Book featuring Herscher’s work on Chicago’s colonial history wins 2025 Colvin Prize
An anthology of case studies, including work by Taubman College’s Andrew Herscher, was awarded the 2025 Colvin Prize by the Society of Architectural Historians of Great Britain for the year’s outstanding work of reference in architectural history and heritage, broadly defined.
Edited by Tania Sengupta and Stuart King, Reclaiming Colonial Architecture (RIBA Publishing, 2025) unpacks the built inheritances of colonialism and rethinks how architects might understand, narrate, intervene in, or act upon those inheritances. Offering historical background, unpacking key concepts, and presenting thematically organized and multi-scalar urban and architectural case studies, the book showcases how legacies of colonialism are being addressed in real-world instances. Case studies involve works and actions by architects and heritage practitioners, as well as community initiatives and activism.
In his contribution to the book, Herscher and collaborator Ana María León documented “Decolonizing the Chicago Cultural Center,” a project carried out by their research collective, the Settler Colonial City Project, at the 2019 Chicago Architecture Biennial in partnership with the American Indian Center of Chicago.
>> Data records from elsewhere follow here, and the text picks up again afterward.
use anyhow::Context;
use chrono::Local;
use clap::{Parser, Subcommand};
use news_parser::agent::{self, AgentOptions, AnalysisAgent};
use news_parser::bird::{self, BirdClient};
use news_parser::config::FiltersConfig;
use news_parser::prelude::*;
use news_parser::report::{self, MarkdownWriter};
use rand::seq::SliceRandom;
use std::io::Write;
use std::path::{Path, PathBuf};
use tokio::io::{AsyncBufReadExt, BufReader};
use tracing_subscriber::EnvFilter;

/// X/Twitter news parser: fetch, filter, and analyze tweets
#[derive(Parser, Debug)]
#[command(name = "news-parser")]
#[command(about = "Fetch, filter, and analyze X/Twitter feeds")]
#[command(version)]
struct Args {
    /// Config file (default: ./config.yaml, then ~/.config/news-parser/config.yaml)
    #[arg(long, global = true)]
    config: Option<PathBuf>,

    /// YAML file with filter pattern lists
    #[arg(long, global = true)]
    patterns: Option<PathBuf>,

    /// System prompt file for AI analysis
    #[arg(long = "system-prompt", global = true)]
    system_prompt: Option<PathBuf>,

    /// Analysis prompt template ({tweets} and {focus} are substituted)
    #[arg(long = "analysis-prompt", global = true)]
    analysis_prompt: Option<PathBuf>,

    #[command(subcommand)]
    command: Option<Command>,
}

/// A command typed at the interactive prompt
#[derive(Parser, Debug)]
#[command(name = "news-parser", no_binary_name = true)]
struct ReplLine {
    #[command(subcommand)]
    command: Command,
}

#[derive(clap::Args, Debug, Clone)]
struct OutputArgs {
    /// Number of tweets to fetch
    #[arg(short, long, default_value_t = 50)]
    count: usize,

    /// Save to file with auto-timestamped name
    #[arg(short, long)]
    save: bool,

    /// Save to file at specified path (inside the output directory)
    #[arg(short, long)]
    output: Option<String>,

    /// Run AI analysis on the fetched tweets
    #[arg(long)]
    analyze: bool,
}

#[derive(Subcommand, Debug, Clone)]
enum Command {
    /// Fetch your home timeline
    Timeline {
        #[command(flatten)]
        out: OutputArgs,

        /// Skip content filtering
        #[arg(long)]
        no_filter: bool,
    },

    /// Fetch your bookmarks
    Bookmarks {
        #[command(flatten)]
        out: OutputArgs,

        /// Skip content filtering
        #[arg(long)]
        no_filter: bool,

        /// Fetch all bookmark pages and pick a random sample of --count
        #[arg(long)]
        shuffle: bool,
    },

    /// Fetch tweets from a specific user
    User {
        /// Twitter handle (with or without @)
        handle: String,

        #[command(flatten)]
        out: OutputArgs,
    },

    /// Search for tweets matching a query
    Search {
        query: String,

        #[command(flatten)]
        out: OutputArgs,
    },

    /// Show system status and configuration
    Status,

    /// Run several commands in one session
    Interactive,
}

const REPL_HELP: &str = "Available commands:
  timeline [--count N] [--analyze] [--save] [--output FILE] [--no-filter]
  bookmarks [--count N] [--analyze] [--save] [--output FILE] [--no-filter] [--shuffle]
  user <handle> [--count N] [--analyze] [--save] [--output FILE]
  search <query> [--count N] [--analyze] [--save] [--output FILE]
  status
  exit";

fn print_available_commands() {
    println!("Available commands:");
    println!("  timeline     Fetch your home timeline");
    println!("  bookmarks    Fetch your bookmarks");
    println!("  user         Fetch tweets from a specific user");
    println!("  search       Search for tweets matching a query");
    println!("  status       Show system status and configuration");
    println!("  interactive  Run several commands in one session");
}

/// Settings shared by every command in a session
struct App {
    config: Config,
    patterns: PatternSet,
    system_prompt: Option<PathBuf>,
    analysis_prompt: Option<PathBuf>,
}

impl App {
    fn load(args: &Args) -> anyhow::Result<Self> {
        let config = load_config(args.config.as_deref()).context("Failed to load config")?;
        let patterns = PatternSet::load(config.filters.patterns.as_ref(), args.patterns.as_deref())
            .context("Failed to load filter patterns")?;

        // Command-line prompt paths win over the ones named in the config
        let system_prompt = args
            .system_prompt
            .clone()
            .or_else(|| config.prompts.system.as_deref().map(|p| config.resolve_path(p)));
        let analysis_prompt = args
            .analysis_prompt
            .clone()
            .or_else(|| config.prompts.analysis.as_deref().map(|p| config.resolve_path(p)));

        Ok(Self {
            config,
            patterns,
            system_prompt,
            analysis_prompt,
        })
    }

    fn writer(&self) -> anyhow::Result<MarkdownWriter> {
        MarkdownWriter::new(&self.config.output_dir).with_context(|| {
            format!("Failed to create output directory {}", self.config.output_dir.display())
        })
    }
}

/// Filter options for a command run. Config overrides are layered on top of
/// the profile's own thresholds; analysis is filtered even without a profile.
fn filter_options(filters: &FiltersConfig, profile: FilterProfile, analyze: bool) -> Option<FilterOptions> {
    if analyze {
        Some(profile.analysis_options(filters))
    } else {
        profile.options().map(|options| options.with_config(filters))
    }
}

/// Apply the filter, keeping order. `None` keeps every tweet.
fn apply_filter<'a>(
    patterns: &PatternSet,
    options: Option<FilterOptions>,
    tweets: &'a [Tweet],
) -> Vec<&'a Tweet> {
    let Some(options) = options else {
        return tweets.iter().collect();
    };

    let filter = ContentFilter::new(options, patterns);
    let (passed, _) = filter.filter_tweets(tweets);

    eprintln!("✓ Kept {} of {} tweets", passed.len(), tweets.len());
    let filtered_out = tweets.len() - passed.len();
    if filtered_out > 0 {
        eprintln!("  {} tweets filtered out", filtered_out);
    }
    passed
}

fn output_report(
    app: &App,
    parsed: &ParsedContent,
    prefix: &str,
    out: &OutputArgs,
) -> anyhow::Result<()> {
    if !out.save && out.output.is_none() {
        print!("{}", report::render_console(parsed));
        return Ok(());
    }

    let filename = match &out.output {
        Some(name) => name.clone(),
        None => report::timestamped_filename(&report::file_label(prefix), Local::now().naive_local()),
    };
    let path = app
        .writer()?
        .write_report(parsed, Some(&filename))
        .context("Failed to write report")?;
    eprintln!("✓ Report saved to {}", path.display());
    Ok(())
}

fn load_prompt(path: Option<&Path>, default: &str) -> anyhow::Result<String> {
    agent::load_prompt(path, default).with_context(|| match path {
        Some(p) => format!("Failed to read prompt {}", p.display()),
        None => "Failed to load built-in prompt".to_string(),
    })
}

/// Run AI analysis, print it, and always save it to the output directory
async fn run_analysis(app: &App, tweets: &[&Tweet], source: &str, out: &OutputArgs) -> anyhow::Result<()> {
    let system_prompt = load_prompt(app.system_prompt.as_deref(), agent::DEFAULT_SYSTEM_PROMPT)?;
    let template = load_prompt(app.analysis_prompt.as_deref(), agent::DEFAULT_ANALYSIS_PROMPT)?;

    let options = AgentOptions::from_config(&app.config.agent, system_prompt)?;
    let analysis_agent = AnalysisAgent::new(options);

    eprintln!("Running AI analysis on {} tweets...", tweets.len());
    let tweets_text = agent::format_tweets_for_analysis(tweets.iter().copied());
    let analysis = analysis_agent
        .analyze_tweets(&template, &tweets_text, agent::DEFAULT_FOCUS)
        .await
        .context("AI analysis failed")?;

    let body = format!("# AI Analysis: {}\n\n{}\n", source, analysis.text);
    println!("{}", body);

    let filename = match &out.output {
        Some(name) => name.clone(),
        None => report::timestamped_filename(
            &format!("analysis_{}", report::file_label(source)),
            Local::now().naive_local(),
        ),
    };
    let path = app.writer()?.write(&filename, &body)?;
    eprintln!("✓ Analysis saved to {} (${:.4})", path.display(), analysis.cost_usd);
    Ok(())
}

/// Shared tail of every fetch command: filter, then analyze or report
async fn process(
    app: &App,
    tweets: Vec<Tweet>,
    profile: FilterProfile,
    source: &str,
    prefix: &str,
    out: &OutputArgs,
) -> anyhow::Result<()> {
    if tweets.is_empty() {
        eprintln!("No tweets found");
        return Ok(());
    }

    let options = filter_options(&app.config.filters, profile, out.analyze);
    let kept = apply_filter(&app.patterns, options, &tweets);

    if out.analyze {
        return run_analysis(app, &kept, source, out).await;
    }

    let mut parser = TweetParser::new();
    let parsed = parser.parse_tweets(kept, source);
    output_report(app, &parsed, prefix, out)
}

async fn run_status(app: &App) -> anyhow::Result<()> {
    println!("🔧 System Status\n");

    let bird_auth = BirdClient::default().verify_credentials().await;
    println!(
        "  Bird CLI          {}",
        if bird_auth { "✓ Authenticated" } else { "✗ Not authenticated" }
    );

    let auth_env = bird::auth_env();
    println!(
        "  Auth tokens       {}",
        if auth_env.is_empty() {
            "not set (using bird's own session)".to_string()
        } else {
            auth_env.keys().copied().collect::<Vec<_>>().join(", ")
        }
    );

    let api_key = agent::API_KEY_VARS
        .iter()
        .any(|key| std::env::var(key).map(|v| !v.trim().is_empty()).unwrap_or(false));
    println!("  API Key           {}", if api_key { "✓ Set" } else { "✗ Not set" });

    let base_url =
        std::env::var(agent::BASE_URL_VAR).unwrap_or_else(|_| agent::DEFAULT_BASE_URL.to_string());
    println!("  Base URL          {}", base_url);
    println!("  Model             {}", app.config.agent.model);

    let output_dir = &app.config.output_dir;
    println!(
        "  Output directory  {} ({})",
        output_dir.display(),
        if output_dir.exists() { "✓ Exists" } else { "✗ Not found" }
    );
    Ok(())
}

async fn execute(app: &App, command: Command) -> anyhow::Result<()> {
    match command {
        Command::Timeline { out, no_filter } => {
            eprintln!("📱 Fetching Home Timeline");
            let client = BirdClient::new(out.count);
            let tweets = client.fetch_home_timeline(None).await?;
            eprintln!("✓ Fetched {} tweets", tweets.len());

            let profile = if no_filter { FilterProfile::None } else { FilterProfile::Timeline };
            process(app, tweets, profile, "home_timeline", "timeline", &out).await
        }
        Command::Bookmarks { out, no_filter, shuffle } => {
            eprintln!("🔖 Fetching Bookmarks");
            let client = BirdClient::new(out.count);

            let tweets = if shuffle {
                let all = client.fetch_all_bookmarks(bird::DEFAULT_MAX_PAGES).await;
                eprintln!("✓ Fetched {} total bookmarks", all.len());
                let sample: Vec<Tweet> = all
                    .choose_multiple(&mut rand::thread_rng(), out.count.min(all.len()))
                    .cloned()
                    .collect();
                eprintln!("✓ Randomly selected {} bookmarks", sample.len());
                sample
            } else {
                let tweets = client.fetch_bookmarks(None).await?;
                eprintln!("✓ Fetched {} bookmarks", tweets.len());
                tweets
            };

            let profile = if no_filter { FilterProfile::None } else { FilterProfile::Bookmarks };
            process(app, tweets, profile, "bookmarks", "bookmarks", &out).await
        }
        Command::User { handle, out } => {
            let handle = handle.trim_start_matches('@').to_string();
            eprintln!("👤 Fetching tweets from @{}", handle);
            let client = BirdClient::new(out.count);
            let tweets = client.fetch_user_tweets(&handle, None).await?;
            eprintln!("✓ Fetched {} tweets from @{}", tweets.len(), handle);

            let source = format!("user_{}", handle);
            process(app, tweets, FilterProfile::None, &source, &handle, &out).await
        }
        Command::Search { query, out } => {
            eprintln!("🔍 Searching for '{}'", query);
            let client = BirdClient::new(out.count);
            let tweets = client.search_tweets(&query, None).await?;
            eprintln!("✓ Found {} tweets", tweets.len());

            let short: String = query.chars().take(20).collect();
            let source = format!("search_{}", query);
            let prefix = format!("search_{}", short);
            process(app, tweets, FilterProfile::None, &source, &prefix, &out).await
        }
        Command::Status => run_status(app).await,
        Command::Interactive => {
            println!("Already in interactive mode");
            Ok(())
        }
    }
}

/// Split a command line into words, honoring single and double quotes
fn split_command_line(line: &str) -> Vec<String> {
    let mut args = Vec::new();
    let mut current = String::new();
    let mut in_quotes = false;
    let mut quoted_word = false;
    let mut quote_char = '\0';

    for ch in line.chars() {
        match ch {
            '"' | '\'' if !in_quotes => {
                in_quotes = true;
                quoted_word = true;
                quote_char = ch;
            }
            ch if ch == quote_char && in_quotes => {
                in_quotes = false;
                quote_char = '\0';
            }
            ' ' | '\t' if !in_quotes => {
                if !current.is_empty() || quoted_word {
                    args.push(std::mem::take(&mut current));
                    quoted_word = false;
                }
            }
            _ => current.push(ch),
        }
    }

    if !current.is_empty() || quoted_word {
        args.push(current);
    }

    args
}

async fn run_interactive(app: &App) -> anyhow::Result<()> {
    println!("🔄 Interactive Mode");
    println!("Type 'help' for commands, 'exit' to quit");

    let mut lines = BufReader::new(tokio::io::stdin()).lines();
    loop {
        print!("\nnews-parser> ");
        std::io::stdout().flush()?;

        let Some(line) = lines.next_line().await? else {
            break;
        };
        let line = line.trim();
        if line.is_empty() {
            continue;
        }

        match line.to_lowercase().as_str() {
            "exit" | "quit" | "q" => {
                println!("Goodbye!");
                break;
            }
            "help" => {
                println!("{}", REPL_HELP);
                continue;
            }
            _ => {}
        }

        match ReplLine::try_parse_from(split_command_line(line)) {
            Ok(repl) => {
                if let Err(e) = execute(app, repl.command).await {
                    eprintln!("Error: {:#}", e);
                }
            }
            Err(e) => {
                let _ = e.print();
            }
        }
    }

    Ok(())
}

#[tokio::main]
async fn main() -> anyhow::Result<()> {
    tracing_subscriber::fmt()
        .with_env_filter(
            EnvFilter::try_from_default_env().unwrap_or_else(|_| EnvFilter::new("news_parser=info")),
        )
        .with_writer(std::io::stderr)
        .init();

    let args = Args::parse();
    let app = App::load(&args)?;

    match args.command {
        Some(Command::Interactive) => run_interactive(&app).await,
        Some(cmd) => execute(&app, cmd).await,
        None => {
            print_available_commands();
            Ok(())
        }
    }
}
The cover of Reclaiming Colonial Architecture features an image from “Decolonizing the Chicago Cultural Center”: the large transparent sign reading “You Are Looking at Unceded Land” was mounted in the Center’s monumental windows looking out at Millennium Park, one part of Chicago’s lakefront that was not included in the 1833 Treaty of Chicago. Connecting architectural history to the history of U.S. settler colonialism, the image inspires reflection on architecture’s ongoing participation in colonial extraction and violence, one of the book’s larger ambitions as a whole.